Stored data
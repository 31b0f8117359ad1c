//! Convenience re-exports for common usage patterns.
//!
//! ```
//! use exception_or::prelude::*;
//!
//! let parsed: ExceptionOr<i32> = capture(|| "12".parse::<i32>());
//! assert_eq!(parsed.get_value(), Ok(&12));
//! ```
//!
//! # What's Included
//!
//! - **Macros**: [`safe_interface!`], [`fail!`]
//! - **Types**: [`ExceptionOr`], [`Failure`], [`FailureKind`], [`MultiException`], [`Safe`], [`Wrapper`]
//! - **Traits**: [`FailureClass`], [`IntoFailure`], [`ResultExt`]
//! - **Functions**: [`capture`]

// Macros
pub use crate::{fail, safe_interface};

// Core types
pub use crate::safe::{capture, Safe, Wrapper};
pub use crate::types::{ExceptionOr, Failure, FailureKind, MultiException};

// Traits
pub use crate::traits::{FailureClass, IntoFailure, ResultExt};

/// Result alias for routines that signal a [`Failure`] directly, such as
/// validation methods finishing with [`MultiException::signal_if_failed`].
pub type FailResult<T> = Result<T, Failure>;
//! Failure classification for error types.
//!
//! This module provides the [`FailureClass`] trait, which places an error type
//! in the [`FailureKind`] hierarchy so that captured failures can be matched by
//! kind later on.
//!
//! # Examples
//!
//! ```
//! use exception_or::{Failure, FailureClass, FailureKind};
//!
//! #[derive(Debug)]
//! enum AgeError {
//!     TooOld,
//!     TooYoung,
//! }
//!
//! impl core::fmt::Display for AgeError {
//!     fn fmt(&self, f: &mut core::fmt::Formatter<'_>) -> core::fmt::Result {
//!         match self {
//!             AgeError::TooOld => f.write_str("too old"),
//!             AgeError::TooYoung => f.write_str("too young"),
//!         }
//!     }
//! }
//!
//! impl core::error::Error for AgeError {}
//!
//! impl FailureClass for AgeError {
//!     fn failure_kind(&self) -> FailureKind {
//!         match self {
//!             AgeError::TooOld => FailureKind::NotSupported,
//!             AgeError::TooYoung => FailureKind::Argument,
//!         }
//!     }
//! }
//!
//! let failure = Failure::from_error(AgeError::TooOld);
//! assert_eq!(failure.kind(), FailureKind::NotSupported);
//! assert_eq!(failure.message(), "too old");
//! ```

use core::num::{IntErrorKind, ParseFloatError, ParseIntError, TryFromIntError};
use core::str::Utf8Error;

use crate::types::FailureKind;

/// Places an error type in the [`FailureKind`] hierarchy.
///
/// Implement it for the error types your targets raise. Any type that also
/// implements `Error + Send + Sync + 'static` then converts into a
/// [`Failure`](crate::Failure) automatically.
pub trait FailureClass {
    /// Returns the kind this error is captured as.
    ///
    /// Defaults to [`FailureKind::Generic`].
    #[inline]
    fn failure_kind(&self) -> FailureKind {
        FailureKind::Generic
    }
}

impl FailureClass for ParseIntError {
    fn failure_kind(&self) -> FailureKind {
        match self.kind() {
            IntErrorKind::PosOverflow | IntErrorKind::NegOverflow => FailureKind::Overflow,
            _ => FailureKind::Format,
        }
    }
}

impl FailureClass for ParseFloatError {
    #[inline]
    fn failure_kind(&self) -> FailureKind {
        FailureKind::Format
    }
}

impl FailureClass for Utf8Error {
    #[inline]
    fn failure_kind(&self) -> FailureKind {
        FailureKind::Format
    }
}

impl FailureClass for core::fmt::Error {
    #[inline]
    fn failure_kind(&self) -> FailureKind {
        FailureKind::Format
    }
}

impl FailureClass for TryFromIntError {
    #[inline]
    fn failure_kind(&self) -> FailureKind {
        FailureKind::Overflow
    }
}

/// Classification for standard I/O errors.
#[cfg(feature = "std")]
impl FailureClass for std::io::Error {
    fn failure_kind(&self) -> FailureKind {
        use std::io::ErrorKind;
        match self.kind() {
            ErrorKind::InvalidInput => FailureKind::Argument,
            ErrorKind::Unsupported => FailureKind::NotSupported,
            _ => FailureKind::Io,
        }
    }
}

→ **ASSIGNMENT**: Whenever a line in the records contains the word "ResultExt", copy that line.

→ **RESULT OF THE EXERCISE**:
//! - **Traits**: [`FailureClass`], [`IntoFailure`], [`ResultExt`]
pub use crate::traits::{FailureClass, IntoFailure, ResultExt};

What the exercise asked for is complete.